■ Exercise material ■
+ + +
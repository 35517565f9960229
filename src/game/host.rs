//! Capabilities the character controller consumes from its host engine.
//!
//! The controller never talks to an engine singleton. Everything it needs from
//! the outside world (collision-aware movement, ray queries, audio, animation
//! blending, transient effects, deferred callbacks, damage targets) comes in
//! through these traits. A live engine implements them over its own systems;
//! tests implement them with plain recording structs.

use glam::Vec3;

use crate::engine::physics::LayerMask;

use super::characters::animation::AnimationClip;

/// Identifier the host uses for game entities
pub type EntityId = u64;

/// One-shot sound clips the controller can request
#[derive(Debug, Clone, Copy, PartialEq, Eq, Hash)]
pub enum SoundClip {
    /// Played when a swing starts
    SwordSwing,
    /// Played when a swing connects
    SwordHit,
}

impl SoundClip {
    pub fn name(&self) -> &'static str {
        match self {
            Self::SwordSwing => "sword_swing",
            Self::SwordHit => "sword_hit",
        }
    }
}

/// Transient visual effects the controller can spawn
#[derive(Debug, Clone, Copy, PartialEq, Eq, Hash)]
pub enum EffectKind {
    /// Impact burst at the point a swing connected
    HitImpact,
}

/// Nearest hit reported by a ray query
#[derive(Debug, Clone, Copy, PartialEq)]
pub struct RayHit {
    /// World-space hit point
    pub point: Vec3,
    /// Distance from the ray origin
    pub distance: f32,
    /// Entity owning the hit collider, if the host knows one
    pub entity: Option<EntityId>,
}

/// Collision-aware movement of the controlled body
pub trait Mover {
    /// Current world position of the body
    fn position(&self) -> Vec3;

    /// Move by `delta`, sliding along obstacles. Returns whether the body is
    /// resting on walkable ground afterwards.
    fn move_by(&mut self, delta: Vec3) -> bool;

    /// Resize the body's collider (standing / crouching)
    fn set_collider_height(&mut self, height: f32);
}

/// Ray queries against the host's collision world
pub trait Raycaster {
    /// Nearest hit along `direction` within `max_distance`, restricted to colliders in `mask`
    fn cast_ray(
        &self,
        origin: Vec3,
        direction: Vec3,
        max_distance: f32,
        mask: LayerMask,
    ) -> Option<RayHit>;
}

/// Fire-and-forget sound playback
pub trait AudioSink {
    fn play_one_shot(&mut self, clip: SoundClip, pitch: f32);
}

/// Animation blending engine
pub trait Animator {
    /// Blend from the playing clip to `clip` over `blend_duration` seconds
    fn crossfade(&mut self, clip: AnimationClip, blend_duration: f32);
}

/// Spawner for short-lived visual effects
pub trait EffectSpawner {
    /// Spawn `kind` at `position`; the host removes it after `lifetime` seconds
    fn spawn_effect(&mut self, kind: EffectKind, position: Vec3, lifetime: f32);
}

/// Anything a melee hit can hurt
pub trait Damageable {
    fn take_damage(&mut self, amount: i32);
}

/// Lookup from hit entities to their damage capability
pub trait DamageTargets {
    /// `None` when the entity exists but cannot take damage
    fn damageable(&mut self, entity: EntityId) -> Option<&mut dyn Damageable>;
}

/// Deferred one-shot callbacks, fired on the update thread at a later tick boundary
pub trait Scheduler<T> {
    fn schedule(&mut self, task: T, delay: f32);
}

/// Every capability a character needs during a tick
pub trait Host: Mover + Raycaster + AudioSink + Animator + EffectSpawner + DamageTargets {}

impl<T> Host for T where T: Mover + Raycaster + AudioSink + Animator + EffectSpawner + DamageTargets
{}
+ + +
■ To do ■
From the records above, print exactly the lines that run from the line with "their damage capability" to the line with "pub trait Host: Mover", inclusive.

■ Response box ■
/// Lookup from hit entities to their damage capability
pub trait DamageTargets {
    /// `None` when the entity exists but cannot take damage
    fn damageable(&mut self, entity: EntityId) -> Option<&mut dyn Damageable>;
}

/// Deferred one-shot callbacks, fired on the update thread at a later tick boundary
pub trait Scheduler<T> {
    fn schedule(&mut self, task: T, delay: f32);
}

/// Every capability a character needs during a tick
pub trait Host: Mover + Raycaster + AudioSink + Animator + EffectSpawner + DamageTargets {}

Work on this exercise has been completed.